Flávio Bolsonaro reage a caso envolvendo ex-chefe de gabinete de Lula
Parlamentar do PL questiona pagamentos feitos por empresária amiga de Lulinha e critica o presidente

O senador e candidato à Presidência da República pelo PL, Flávio Bolsonaro, comentou nesta segunda-feira (3) as revelações envolvendo o ex-chefe de gabinete do presidente Luiz Inácio Lula da Silva (PT), Marco Aurélio Santana Ribeiro, conhecido como Marcola. O caso trata de pagamentos feitos pela empresária Roberta Luchsinger, amiga de Fábio Luís Lula da Silva, o Lulinha.
Conforme revelou a CNN, Marcola recebeu recursos da empresária enquanto ocupava o cargo de chefe de gabinete da Presidência. Ele permaneceu na função durante todo o atual mandato de Lula e deixou o posto em 21 de julho. Oficialmente, a saída foi atribuída à participação na campanha de reeleição do presidente, mas fontes ouvidas pela emissora afirmam que a decisão ocorreu após a descoberta dos pagamentos.
Em nota, Marco Aurélio confirmou que recebeu valores de Roberta Luchsinger, mas afirmou que se tratava de um empréstimo pessoal, já quitado, e negou qualquer irregularidade.
Em vídeo publicado na rede social X, Flávio Bolsonaro questionou a origem dos recursos e criticou o presidente e seu filho. "Por que ele recebeu esses milhares de reais? De onde veio o dinheiro?", afirmou. Na mesma publicação, o senador também ironizou Lulinha ao dizer que ele é o "mago das finanças e negócios de cannabis".

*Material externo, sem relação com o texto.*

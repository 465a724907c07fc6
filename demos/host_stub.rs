// Copyright (c) 2025-2026 naskel.com
// SPDX-License-Identifier: Apache-2.0 OR MIT

//! o2lite-host-stub - minimal fake O2 host for exercising an o2lite client
//! by hand, without a full ensemble.
//!
//! Advertises itself over mDNS exactly as a real host would, accepts one
//! o2lite TCP connection, assigns it a bridge id, and answers clock-sync
//! pings with the local wall clock as the reference time. This is a test
//! fixture for one client at a time, not a reimplementation of a real O2
//! host: no multi-client support, no message routing beyond connect and
//! clock sync.

use clap::Parser;
use mdns_sd::{ServiceDaemon, ServiceInfo};
use o2lite::{Decoder, Encoder, Transport};
use std::io::{Read, Write};
use std::net::{Ipv4Addr, SocketAddr, TcpListener, TcpStream, UdpSocket};
use std::time::Instant;

/// Run a minimal stand-in O2 host for manual o2lite client testing.
#[derive(Parser, Debug)]
#[command(name = "o2lite-host-stub")]
#[command(version = "0.1.0")]
#[command(about = "Minimal fake O2 host for exercising an o2lite client")]
struct Args {
    /// Bridge id to assign the connecting client
    #[arg(long, default_value = "1")]
    bridge_id: i32,
}

fn main() {
    env_logger::init();
    let args = Args::parse();

    let listener = TcpListener::bind((Ipv4Addr::UNSPECIFIED, 0)).expect("bind tcp listener");
    let tcp_port = listener.local_addr().unwrap().port();

    let udp_socket = UdpSocket::bind((Ipv4Addr::UNSPECIFIED, 0)).expect("bind udp socket");
    let udp_port = udp_socket.local_addr().unwrap().port();

    let local_ip = local_ip_address::local_ip()
        .ok()
        .and_then(|ip| match ip {
            std::net::IpAddr::V4(v4) => Some(v4),
            _ => None,
        })
        .unwrap_or(Ipv4Addr::LOCALHOST);

    let daemon = ServiceDaemon::new().expect("start mdns daemon");
    let name_txt = format!(
        "@{}:{}:{:04x}:{:04x}",
        ip_to_hex(local_ip),
        ip_to_hex(local_ip),
        tcp_port,
        udp_port
    );
    let service_info = ServiceInfo::new(
        "_o2proc._tcp.local.",
        "o2lite-host-stub",
        "o2lite-host-stub.local.",
        local_ip,
        tcp_port,
        [("name", name_txt.as_str())].as_slice(),
    )
    .expect("build mdns service info");
    daemon.register(service_info).expect("register mdns service");

    println!(">>> host stub listening: tcp={tcp_port} udp={udp_port}, advertising via mDNS");

    let (mut stream, peer) = listener.accept().expect("accept tcp connection");
    stream.set_nodelay(true).ok();
    println!("    accepted connection from {peer}");

    let client_udp_addr = match read_frame(&mut stream) {
        Some(body) => match parse_con_message(&body) {
            Some(udp_recv_port) => SocketAddr::new(peer.ip(), udp_recv_port),
            None => {
                eprintln!("    expected !_o2/o2lite/con, got something else; exiting");
                return;
            }
        },
        None => {
            eprintln!("    client closed connection before sending con message");
            return;
        }
    };
    println!("    client udp recv address: {client_udp_addr}");

    send_tcp_id(&mut stream, args.bridge_id);

    // A real host also handles service announcements and other app-level
    // messages over this connection; the stub just drains and logs them.
    let mut log_stream = stream.try_clone().expect("clone tcp stream");
    std::thread::spawn(move || loop {
        match read_frame(&mut log_stream) {
            Some(body) => {
                if let Ok(dec) = Decoder::start_parse(&body) {
                    println!("    tcp recv {} ({})", dec.address(), dec.typespec());
                }
            }
            None => break,
        }
    });

    let start = Instant::now();
    let mut recv_buf = [0u8; 256];
    loop {
        let Ok((len, _from)) = udp_socket.recv_from(&mut recv_buf) else {
            continue;
        };
        respond_to_ping(&udp_socket, &recv_buf[..len], client_udp_addr, start);
    }
}

fn ip_to_hex(ip: Ipv4Addr) -> String {
    ip.octets().iter().map(|b| format!("{b:02x}")).collect()
}

/// Blocking read of one length-prefixed frame. `None` on connection close.
fn read_frame(stream: &mut TcpStream) -> Option<Vec<u8>> {
    let mut header = [0u8; 4];
    stream.read_exact(&mut header).ok()?;
    let len = u32::from_be_bytes(header) as usize;
    let mut body = vec![0u8; len];
    stream.read_exact(&mut body).ok()?;
    Some(body)
}

fn parse_con_message(body: &[u8]) -> Option<u16> {
    let mut dec = Decoder::start_parse(body).ok()?;
    if dec.address() != "!_o2/o2lite/con" {
        return None;
    }
    let _internal_ip = dec.get_string().ok()?;
    let udp_recv_port = dec.get_int32().ok()?;
    u16::try_from(udp_recv_port).ok()
}

fn send_tcp_id(stream: &mut TcpStream, bridge_id: i32) {
    let mut enc = Encoder::new(64);
    if enc.start("!_o2/id", 0.0, "i", Transport::Tcp).is_err() {
        return;
    }
    if enc.add_i32(bridge_id).is_err() {
        return;
    }
    if let Ok(frame) = enc.tcp_frame() {
        let _ = stream.write_all(frame);
    }
}

fn respond_to_ping(socket: &UdpSocket, payload: &[u8], client_udp_addr: SocketAddr, start: Instant) {
    let Ok(mut dec) = Decoder::start_parse(payload) else {
        return;
    };
    if dec.address() != "!_o2/o2lite/cs/get" {
        return;
    }
    let (Ok(_bridge_id), Ok(sync_id)) = (dec.get_int32(), dec.get_int32()) else {
        return;
    };
    let Ok(reply_to) = dec.get_string() else {
        return;
    };

    let host_time = start.elapsed().as_secs_f64();
    let mut enc = Encoder::new(64);
    if enc.start(reply_to, host_time, "it", Transport::Udp).is_err() {
        return;
    }
    if enc.add_i32(sync_id).is_err() || enc.add_time(host_time).is_err() {
        return;
    }
    let _ = socket.send_to(enc.udp_payload(), client_udp_addr);
}
// Copyright (c) 2025-2026 naskel.com
// SPDX-License-Identifier: Apache-2.0 OR MIT

//! Binary wire codec for the O2 message format: bounds-checked cursors plus
//! a typed encoder/decoder pair.

pub mod cursor;
pub mod message;

pub use message::{Decoder, Encoder, Transport};
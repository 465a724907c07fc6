// Copyright (c) 2025-2026 naskel.com
// SPDX-License-Identifier: Apache-2.0 OR MIT

//! o2lite-client - connect to an O2 ensemble and report clock sync status.
//!
//! Discovers the ensemble host, announces one service, and prints the
//! estimated ensemble time once synchronized, then keeps echoing any message
//! sent to `/o2lite-client/note`.

use clap::Parser;
use o2lite::{new_default, DebugFlags, EndpointConfig};
use std::time::Duration;

/// Connect to an O2 ensemble as an o2lite bridge client.
#[derive(Parser, Debug)]
#[command(name = "o2lite-client")]
#[command(version = "0.1.0")]
#[command(about = "Connect to an O2 ensemble and report clock sync status")]
struct Args {
    /// Ensemble name to join
    ensemble: String,

    /// Comma-separated list of services to announce once connected
    #[arg(short, long, default_value = "")]
    services: String,

    /// Debug flag set, e.g. "dg" for discovery+general
    #[arg(short, long, default_value = "")]
    debug: String,

    /// Stop after this many seconds (0 = run forever)
    #[arg(short, long, default_value = "0")]
    timeout: u64,
}

fn main() {
    env_logger::init();
    let args = Args::parse();

    let config = EndpointConfig::new(&args.ensemble).debug_flags(DebugFlags::parse(&args.debug));
    let mut endpoint = match new_default(config) {
        Ok(ep) => ep,
        Err(e) => {
            eprintln!("Error: could not start endpoint: {e}");
            std::process::exit(1);
        }
    };

    if !args.services.is_empty() {
        endpoint.set_services(&args.services);
    }

    endpoint.method_new(
        "/o2lite-client/note",
        None,
        true,
        Box::new(|address, typespec, _decoder| {
            println!("received {address} ({typespec})");
        }),
    );

    println!(">>> Joining ensemble '{}'", args.ensemble);
    let deadline = if args.timeout > 0 {
        Some(Duration::from_secs(args.timeout))
    } else {
        None
    };
    let start = std::time::Instant::now();
    let mut reported_sync = false;

    loop {
        endpoint.poll();

        if endpoint.is_synchronized() && !reported_sync {
            reported_sync = true;
            println!(
                "synchronized, bridge_id={} time_get={:.6}",
                endpoint.bridge_id(),
                endpoint.time_get()
            );
        }

        if let Some(limit) = deadline {
            if start.elapsed() >= limit {
                break;
            }
        }

        std::thread::sleep(Duration::from_millis(5));
    }
}
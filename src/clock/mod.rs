// Copyright (c) 2025-2026 naskel.com
// SPDX-License-Identifier: Apache-2.0 OR MIT

//! Round-trip-time clock synchronizer.
//!
//! Tracks the offset between the host's reference clock and the local
//! monotonic clock via periodic ping/pong, selecting the sample with the
//! smallest RTT out of the last [`CLOCK_SYNC_HISTORY_LEN`] replies and
//! applying a bounded slew once an estimate is established. Shaped after
//! this codebase's other per-connection estimator state
//! ([`crate::wire`]-adjacent rather than a direct EWMA, since the ping/pong
//! protocol calls for best-of-N selection rather than exponential smoothing).

use crate::config::{
    CLOCK_FIRST_PING_DELAY, CLOCK_PING_BACKOFF_1S, CLOCK_PING_BACKOFF_5S, CLOCK_PING_INTERVAL,
    CLOCK_SLEW_STEP_SECS, CLOCK_SYNC_HISTORY_LEN as N, UNSYNCHRONIZED_TIME,
};

/// Outcome of feeding a `!_o2/cs/put` reply into the synchronizer.
#[derive(Debug, Clone, Copy, PartialEq)]
pub enum ReplyEvent {
    /// The reply's sync id didn't match the outstanding ping; ignored.
    Stale,
    /// Stored, but fewer than `N` replies have arrived since the last reset.
    Accumulating,
    /// This reply completed the first full window: `global_minus_local` has
    /// just been set for the first time. The caller must now send
    /// `!_o2/o2lite/cs/cs` over TCP.
    FirstSync,
    /// Already synchronized; the offset was adjusted (clamped or slewed).
    Resynced,
}

pub struct ClockSync {
    sync_id: i32,
    reply_count: u32,
    last_send_time: f64,
    sync_start: Option<f64>,
    next_ping_at: Option<f64>,
    rtts: [f64; N],
    ref_minus_local: [f64; N],
    global_minus_local: f64,
    synchronized: bool,
}

impl ClockSync {
    pub fn new() -> Self {
        Self {
            sync_id: 0,
            reply_count: 0,
            last_send_time: 0.0,
            sync_start: None,
            next_ping_at: None,
            rtts: [0.0; N],
            ref_minus_local: [0.0; N],
            global_minus_local: 0.0,
            synchronized: false,
        }
    }

    /// Clear all state. Called whenever the bridge id becomes −1 (TCP lost).
    pub fn reset(&mut self) {
        *self = Self::new();
    }

    pub fn is_synchronized(&self) -> bool {
        self.synchronized
    }

    pub fn global_minus_local(&self) -> f64 {
        self.global_minus_local
    }

    /// `local_now + offset` once synchronized, else the unsynchronized sentinel.
    pub fn time_get(&self, local_now: f64) -> f64 {
        if self.synchronized {
            local_now + self.global_minus_local
        } else {
            UNSYNCHRONIZED_TIME
        }
    }

    /// Arm the first ping, 50ms after connect.
    pub fn schedule_after_connect(&mut self, now: f64) {
        self.sync_start = Some(now);
        self.next_ping_at = Some(now + CLOCK_FIRST_PING_DELAY.as_secs_f64());
    }

    /// Whether a ping is due; always false while no bridge is connected
    /// (`next_ping_at` is `None` after a [`reset`](Self::reset)).
    pub fn due(&self, now: f64) -> bool {
        self.next_ping_at.is_some_and(|t| now >= t)
    }

    fn next_interval_secs(&self, elapsed_since_start: f64) -> f64 {
        if elapsed_since_start >= 5.0 {
            (CLOCK_PING_INTERVAL + CLOCK_PING_BACKOFF_1S + CLOCK_PING_BACKOFF_5S).as_secs_f64()
        } else if elapsed_since_start >= 1.0 {
            (CLOCK_PING_INTERVAL + CLOCK_PING_BACKOFF_1S).as_secs_f64()
        } else {
            CLOCK_PING_INTERVAL.as_secs_f64()
        }
    }

    /// Record that a ping is being sent now; returns the `sync_id` to embed
    /// in the outbound `!_o2/o2lite/cs/get` message, and reschedules the
    /// next ping per the backoff schedule.
    pub fn begin_ping(&mut self, now: f64) -> i32 {
        self.sync_id += 1;
        self.last_send_time = now;
        let elapsed = now - self.sync_start.unwrap_or(now);
        self.next_ping_at = Some(now + self.next_interval_secs(elapsed));
        self.sync_id
    }

    /// Feed a `!_o2/cs/put (i bridge_reply_id, t host_time)` reply.
    pub fn on_reply(&mut self, reply_sync_id: i32, host_time: f64, now: f64) -> ReplyEvent {
        if reply_sync_id != self.sync_id {
            return ReplyEvent::Stale;
        }
        let rtt = now - self.last_send_time;
        let ref_time = host_time + rtt / 2.0;
        let slot = (self.reply_count as usize) % N;
        self.rtts[slot] = rtt;
        self.ref_minus_local[slot] = ref_time - now;
        self.reply_count += 1;

        if self.reply_count < N as u32 {
            return ReplyEvent::Accumulating;
        }

        let mut best = 0;
        for i in 1..N {
            if self.rtts[i] < self.rtts[best] {
                best = i;
            }
        }
        let rtt_best = self.rtts[best];
        let new_gml = self.ref_minus_local[best];

        if !self.synchronized {
            self.global_minus_local = new_gml;
            self.synchronized = true;
            ReplyEvent::FirstSync
        } else {
            self.apply_bounded_correction(new_gml, rtt_best);
            ReplyEvent::Resynced
        }
    }

    fn apply_bounded_correction(&mut self, new_gml: f64, rtt_best: f64) {
        let current = self.global_minus_local;
        let lower = new_gml - rtt_best;
        let upper = new_gml + rtt_best;
        self.global_minus_local = if current < lower {
            lower
        } else if current > upper {
            upper
        } else {
            let diff = new_gml - current;
            if diff.abs() > CLOCK_SLEW_STEP_SECS {
                current + diff.signum() * CLOCK_SLEW_STEP_SECS
            } else {
                new_gml
            }
        };
    }
}

impl Default for ClockSync {
    fn default() -> Self {
        Self::new()
    }
}

#[cfg(test)]
mod tests {
    use super::*;

    #[test]
    fn unsynchronized_time_get_returns_sentinel() {
        let clock = ClockSync::new();
        assert_eq!(clock.time_get(100.0), UNSYNCHRONIZED_TIME);
    }

    #[test]
    fn stale_reply_is_ignored() {
        let mut clock = ClockSync::new();
        clock.schedule_after_connect(0.0);
        let id = clock.begin_ping(0.050);
        assert_eq!(clock.on_reply(id + 1, 1.0, 0.060), ReplyEvent::Stale);
        assert_eq!(clock.reply_count, 0);
    }

    #[test]
    fn fifth_reply_selects_minimum_rtt_sample() {
        let mut clock = ClockSync::new();
        clock.schedule_after_connect(0.0);

        let rtts = [0.020, 0.005, 0.030, 0.008, 0.012];
        let ref_minus_local = [1.000, 1.002, 0.998, 1.001, 1.003];

        let mut event = ReplyEvent::Accumulating;
        for i in 0..5 {
            let send_time = 1000.0 + i as f64;
            let now = send_time + rtts[i];
            let host_time = (ref_minus_local[i] + now) - rtts[i] / 2.0;
            let id = clock.begin_ping(send_time);
            event = clock.on_reply(id, host_time, now);
        }

        assert_eq!(event, ReplyEvent::FirstSync);
        assert!(clock.is_synchronized());
        assert!((clock.global_minus_local() - 1.002).abs() < 1e-6);
    }

    #[test]
    fn resync_clamps_to_rtt_window() {
        let mut clock = ClockSync::new();
        clock.synchronized = true;
        clock.global_minus_local = 0.0;
        clock.apply_bounded_correction(1.0, 0.010);
        assert!((clock.global_minus_local - 0.990).abs() < 1e-9);
    }

    #[test]
    fn resync_within_window_slews_by_bounded_step() {
        let mut clock = ClockSync::new();
        clock.synchronized = true;
        clock.global_minus_local = 1.000;
        clock.apply_bounded_correction(1.010, 0.050);
        assert!((clock.global_minus_local - 1.002).abs() < 1e-9);
    }

    #[test]
    fn resync_snaps_when_difference_is_small() {
        let mut clock = ClockSync::new();
        clock.synchronized = true;
        clock.global_minus_local = 1.0000;
        clock.apply_bounded_correction(1.0005, 0.050);
        assert!((clock.global_minus_local - 1.0005).abs() < 1e-9);
    }

    #[test]
    fn reset_clears_synchronization_and_schedule() {
        let mut clock = ClockSync::new();
        clock.schedule_after_connect(0.0);
        clock.synchronized = true;
        clock.reset();
        assert!(!clock.is_synchronized());
        assert!(!clock.due(1_000_000.0));
    }

    #[test]
    fn ping_schedule_backs_off_over_time() {
        let mut clock = ClockSync::new();
        clock.schedule_after_connect(0.0);
        assert!(clock.due(0.050));
        clock.begin_ping(0.050);
        assert!(!clock.due(0.050 + 0.099));
        assert!(clock.due(0.050 + 0.100));
    }
}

Segundo a Polícia Federal, há suspeitas de que um empresário do setor de tecnologia da Dataprev tenha atuado ao lado de Lulinha, do lobista Antônio Carlos Camilo Antunes, conhecido como "Careca do INSS", e de Roberta Luchsinger para tentar viabilizar contratos com o governo federal.
O ministro do Supremo Tribunal Federal (STF), Flávio Dino, foi sorteado relator do pedido da PF para abertura de um terceiro inquérito contra Lulinha. A investigação trata de suspeitas de tráfico de influência em favor de empresas parceiras do filho do presidente.
Na semana passada, o ministro André Mendonça autorizou, a pedido da Polícia Federal, a abertura de dois outros inquéritos contra Lulinha, ambos relacionados, em tese, aos crimes de tráfico de influência e corrupção, envolvendo o Ministério da Saúde e a Dataprev.